#### [Exercise aim]
Would you reproduce, without any alteration, the lines from the opening line of the entries through the line that has "type Future = Ready<Result<Self::Transform, Self::InitError>>;" in it?

Collected data
▬▬▬
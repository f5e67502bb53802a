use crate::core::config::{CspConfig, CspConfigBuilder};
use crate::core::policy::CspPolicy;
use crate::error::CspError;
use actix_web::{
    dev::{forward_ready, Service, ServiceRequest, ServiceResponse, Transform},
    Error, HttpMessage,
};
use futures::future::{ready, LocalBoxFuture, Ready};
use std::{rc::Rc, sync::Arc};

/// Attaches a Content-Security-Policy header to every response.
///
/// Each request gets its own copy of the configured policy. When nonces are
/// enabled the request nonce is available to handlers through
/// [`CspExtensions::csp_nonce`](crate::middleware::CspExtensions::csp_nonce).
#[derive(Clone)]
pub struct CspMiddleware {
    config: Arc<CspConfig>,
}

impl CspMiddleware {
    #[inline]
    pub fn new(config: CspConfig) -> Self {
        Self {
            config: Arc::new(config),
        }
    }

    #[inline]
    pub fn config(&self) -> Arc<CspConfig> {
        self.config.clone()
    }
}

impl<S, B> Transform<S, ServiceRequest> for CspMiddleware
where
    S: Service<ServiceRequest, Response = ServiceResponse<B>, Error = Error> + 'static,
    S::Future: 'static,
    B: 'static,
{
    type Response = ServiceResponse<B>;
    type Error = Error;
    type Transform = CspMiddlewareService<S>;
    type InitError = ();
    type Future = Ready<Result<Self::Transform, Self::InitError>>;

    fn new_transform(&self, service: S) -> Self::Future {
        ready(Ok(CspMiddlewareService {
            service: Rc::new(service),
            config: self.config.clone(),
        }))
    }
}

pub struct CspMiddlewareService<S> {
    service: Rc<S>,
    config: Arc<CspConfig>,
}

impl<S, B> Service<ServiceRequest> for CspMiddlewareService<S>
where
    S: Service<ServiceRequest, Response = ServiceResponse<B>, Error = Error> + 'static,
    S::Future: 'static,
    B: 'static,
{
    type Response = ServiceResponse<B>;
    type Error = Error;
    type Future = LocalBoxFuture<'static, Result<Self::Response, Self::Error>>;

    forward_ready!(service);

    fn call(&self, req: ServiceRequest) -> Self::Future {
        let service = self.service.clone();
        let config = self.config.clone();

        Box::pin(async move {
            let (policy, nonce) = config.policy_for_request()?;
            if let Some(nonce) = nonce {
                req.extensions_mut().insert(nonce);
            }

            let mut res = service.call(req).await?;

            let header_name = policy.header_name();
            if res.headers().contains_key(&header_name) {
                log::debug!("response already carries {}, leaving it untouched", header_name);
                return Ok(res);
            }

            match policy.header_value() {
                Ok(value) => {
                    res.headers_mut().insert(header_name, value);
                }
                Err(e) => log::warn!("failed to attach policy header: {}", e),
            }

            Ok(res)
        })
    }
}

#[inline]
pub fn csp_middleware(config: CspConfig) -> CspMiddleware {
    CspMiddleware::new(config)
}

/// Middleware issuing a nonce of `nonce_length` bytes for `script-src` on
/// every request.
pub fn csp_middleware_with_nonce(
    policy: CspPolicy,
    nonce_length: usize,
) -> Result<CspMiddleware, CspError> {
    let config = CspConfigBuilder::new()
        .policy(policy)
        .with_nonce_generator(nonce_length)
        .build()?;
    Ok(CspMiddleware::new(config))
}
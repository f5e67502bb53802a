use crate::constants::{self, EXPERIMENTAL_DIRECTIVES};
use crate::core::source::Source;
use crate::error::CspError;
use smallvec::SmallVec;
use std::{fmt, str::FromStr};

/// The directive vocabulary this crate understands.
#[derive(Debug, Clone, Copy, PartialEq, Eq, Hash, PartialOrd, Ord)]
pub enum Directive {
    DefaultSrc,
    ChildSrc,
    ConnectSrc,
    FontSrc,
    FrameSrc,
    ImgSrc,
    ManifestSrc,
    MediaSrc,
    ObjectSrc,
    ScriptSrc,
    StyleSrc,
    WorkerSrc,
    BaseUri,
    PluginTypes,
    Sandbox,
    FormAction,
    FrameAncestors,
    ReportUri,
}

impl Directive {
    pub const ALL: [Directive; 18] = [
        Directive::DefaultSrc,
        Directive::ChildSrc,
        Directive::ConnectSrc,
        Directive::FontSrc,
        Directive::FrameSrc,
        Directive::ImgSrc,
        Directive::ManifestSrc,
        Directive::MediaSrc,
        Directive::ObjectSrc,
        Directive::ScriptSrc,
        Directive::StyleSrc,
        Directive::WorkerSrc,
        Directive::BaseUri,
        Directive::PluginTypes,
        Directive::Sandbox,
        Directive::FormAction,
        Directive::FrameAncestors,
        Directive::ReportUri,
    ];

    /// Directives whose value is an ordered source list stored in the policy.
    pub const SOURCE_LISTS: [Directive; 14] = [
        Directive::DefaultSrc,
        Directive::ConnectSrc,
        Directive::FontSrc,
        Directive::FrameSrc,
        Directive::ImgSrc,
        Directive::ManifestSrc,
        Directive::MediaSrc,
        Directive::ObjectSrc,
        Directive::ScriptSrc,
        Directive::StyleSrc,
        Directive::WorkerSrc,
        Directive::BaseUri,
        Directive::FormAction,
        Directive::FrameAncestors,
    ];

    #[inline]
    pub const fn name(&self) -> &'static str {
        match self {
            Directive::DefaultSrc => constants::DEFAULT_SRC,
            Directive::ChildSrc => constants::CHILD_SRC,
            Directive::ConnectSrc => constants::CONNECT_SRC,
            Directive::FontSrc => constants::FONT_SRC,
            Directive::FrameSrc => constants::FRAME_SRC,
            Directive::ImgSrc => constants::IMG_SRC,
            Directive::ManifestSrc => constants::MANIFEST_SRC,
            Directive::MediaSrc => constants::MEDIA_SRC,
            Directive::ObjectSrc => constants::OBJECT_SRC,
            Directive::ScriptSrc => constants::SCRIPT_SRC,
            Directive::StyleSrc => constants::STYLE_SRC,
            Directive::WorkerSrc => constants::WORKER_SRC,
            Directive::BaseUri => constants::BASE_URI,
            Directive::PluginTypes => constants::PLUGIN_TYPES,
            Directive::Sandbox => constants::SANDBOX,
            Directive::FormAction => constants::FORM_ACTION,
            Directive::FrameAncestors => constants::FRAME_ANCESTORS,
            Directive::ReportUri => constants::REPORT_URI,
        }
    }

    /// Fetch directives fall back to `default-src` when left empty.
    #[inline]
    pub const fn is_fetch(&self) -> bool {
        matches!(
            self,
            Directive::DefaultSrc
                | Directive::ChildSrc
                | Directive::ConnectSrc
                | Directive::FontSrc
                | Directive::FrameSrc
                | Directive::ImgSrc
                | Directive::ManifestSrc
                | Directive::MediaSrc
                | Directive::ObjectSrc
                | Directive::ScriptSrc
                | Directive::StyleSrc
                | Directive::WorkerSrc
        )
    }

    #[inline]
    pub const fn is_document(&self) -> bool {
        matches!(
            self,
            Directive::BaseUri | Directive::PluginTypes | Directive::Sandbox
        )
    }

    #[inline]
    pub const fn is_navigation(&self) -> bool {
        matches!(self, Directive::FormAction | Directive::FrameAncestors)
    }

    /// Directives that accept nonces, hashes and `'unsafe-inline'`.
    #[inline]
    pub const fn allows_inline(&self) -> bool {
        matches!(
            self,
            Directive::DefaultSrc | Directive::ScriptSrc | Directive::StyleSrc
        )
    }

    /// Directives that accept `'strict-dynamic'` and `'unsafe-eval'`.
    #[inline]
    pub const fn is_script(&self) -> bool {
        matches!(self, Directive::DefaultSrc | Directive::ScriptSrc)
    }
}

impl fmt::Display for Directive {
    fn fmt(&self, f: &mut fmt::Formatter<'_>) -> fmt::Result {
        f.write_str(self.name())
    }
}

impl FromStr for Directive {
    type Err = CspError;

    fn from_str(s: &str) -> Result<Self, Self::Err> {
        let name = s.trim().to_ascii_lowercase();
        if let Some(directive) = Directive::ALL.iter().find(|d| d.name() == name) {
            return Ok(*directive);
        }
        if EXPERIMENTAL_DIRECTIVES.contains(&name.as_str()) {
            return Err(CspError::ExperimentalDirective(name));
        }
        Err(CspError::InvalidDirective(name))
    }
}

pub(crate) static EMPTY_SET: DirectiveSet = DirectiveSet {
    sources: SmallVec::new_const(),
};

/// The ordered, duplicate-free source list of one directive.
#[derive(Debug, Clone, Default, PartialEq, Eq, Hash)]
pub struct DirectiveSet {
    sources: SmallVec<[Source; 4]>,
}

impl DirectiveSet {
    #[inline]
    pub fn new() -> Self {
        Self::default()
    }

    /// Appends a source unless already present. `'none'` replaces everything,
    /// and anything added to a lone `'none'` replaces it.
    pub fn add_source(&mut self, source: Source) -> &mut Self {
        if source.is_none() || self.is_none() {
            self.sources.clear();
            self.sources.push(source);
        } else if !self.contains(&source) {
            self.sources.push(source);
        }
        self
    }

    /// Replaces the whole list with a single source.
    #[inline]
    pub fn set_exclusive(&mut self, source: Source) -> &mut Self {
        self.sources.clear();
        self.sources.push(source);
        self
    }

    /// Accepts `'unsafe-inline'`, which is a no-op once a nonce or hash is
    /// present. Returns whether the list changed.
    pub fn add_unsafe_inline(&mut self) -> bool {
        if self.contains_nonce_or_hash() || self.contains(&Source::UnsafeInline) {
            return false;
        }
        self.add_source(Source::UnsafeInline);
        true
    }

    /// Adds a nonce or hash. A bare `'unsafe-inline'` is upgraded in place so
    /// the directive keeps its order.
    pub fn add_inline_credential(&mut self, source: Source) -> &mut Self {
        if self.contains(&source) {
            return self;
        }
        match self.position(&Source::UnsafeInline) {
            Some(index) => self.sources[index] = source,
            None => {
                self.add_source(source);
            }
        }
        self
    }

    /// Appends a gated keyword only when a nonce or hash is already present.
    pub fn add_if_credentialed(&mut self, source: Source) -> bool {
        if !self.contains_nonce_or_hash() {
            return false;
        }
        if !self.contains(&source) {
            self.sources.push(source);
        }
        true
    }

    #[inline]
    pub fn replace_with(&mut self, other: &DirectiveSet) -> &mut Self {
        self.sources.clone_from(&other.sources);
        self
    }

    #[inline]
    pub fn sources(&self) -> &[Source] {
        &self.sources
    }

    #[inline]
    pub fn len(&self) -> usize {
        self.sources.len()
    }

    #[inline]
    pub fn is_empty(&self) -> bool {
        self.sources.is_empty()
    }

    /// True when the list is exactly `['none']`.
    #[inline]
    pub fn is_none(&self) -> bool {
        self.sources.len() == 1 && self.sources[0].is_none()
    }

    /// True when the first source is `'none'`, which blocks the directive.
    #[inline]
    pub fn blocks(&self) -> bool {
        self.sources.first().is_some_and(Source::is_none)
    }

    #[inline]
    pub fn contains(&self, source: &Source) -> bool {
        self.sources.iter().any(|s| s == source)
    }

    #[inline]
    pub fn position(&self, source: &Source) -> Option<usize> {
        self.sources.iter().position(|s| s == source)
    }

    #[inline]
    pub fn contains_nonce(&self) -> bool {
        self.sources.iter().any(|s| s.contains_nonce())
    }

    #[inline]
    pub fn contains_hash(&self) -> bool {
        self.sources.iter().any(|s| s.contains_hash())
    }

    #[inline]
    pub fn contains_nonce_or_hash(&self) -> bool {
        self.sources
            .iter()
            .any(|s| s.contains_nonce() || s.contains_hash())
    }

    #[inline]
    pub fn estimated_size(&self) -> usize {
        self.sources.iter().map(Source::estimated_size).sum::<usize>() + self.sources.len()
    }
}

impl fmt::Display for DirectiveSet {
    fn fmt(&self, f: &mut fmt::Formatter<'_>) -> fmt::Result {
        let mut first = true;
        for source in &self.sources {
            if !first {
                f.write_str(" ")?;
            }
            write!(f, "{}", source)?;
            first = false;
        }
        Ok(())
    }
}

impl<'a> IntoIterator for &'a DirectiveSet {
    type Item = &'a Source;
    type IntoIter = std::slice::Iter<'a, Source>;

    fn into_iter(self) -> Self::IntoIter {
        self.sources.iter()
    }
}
▬▬▬
#### [Task output]
repository f5e67502bb53802a
use crate::core::config::{CspConfig, CspConfigBuilder};
use crate::core::policy::CspPolicy;
use crate::error::CspError;
use actix_web::{
    dev::{forward_ready, Service, ServiceRequest, ServiceResponse, Transform},
    Error, HttpMessage,
};
use futures::future::{ready, LocalBoxFuture, Ready};
use std::{rc::Rc, sync::Arc};

/// Attaches a Content-Security-Policy header to every response.
///
/// Each request gets its own copy of the configured policy. When nonces are
/// enabled the request nonce is available to handlers through
/// [`CspExtensions::csp_nonce`](crate::middleware::CspExtensions::csp_nonce).
#[derive(Clone)]
pub struct CspMiddleware {
    config: Arc<CspConfig>,
}

impl CspMiddleware {
    #[inline]
    pub fn new(config: CspConfig) -> Self {
        Self {
            config: Arc::new(config),
        }
    }

    #[inline]
    pub fn config(&self) -> Arc<CspConfig> {
        self.config.clone()
    }
}

impl<S, B> Transform<S, ServiceRequest> for CspMiddleware
where
    S: Service<ServiceRequest, Response = ServiceResponse<B>, Error = Error> + 'static,
    S::Future: 'static,
    B: 'static,
{
    type Response = ServiceResponse<B>;
    type Error = Error;
    type Transform = CspMiddlewareService<S>;
    type InitError = ();
    type Future = Ready<Result<Self::Transform, Self::InitError>>;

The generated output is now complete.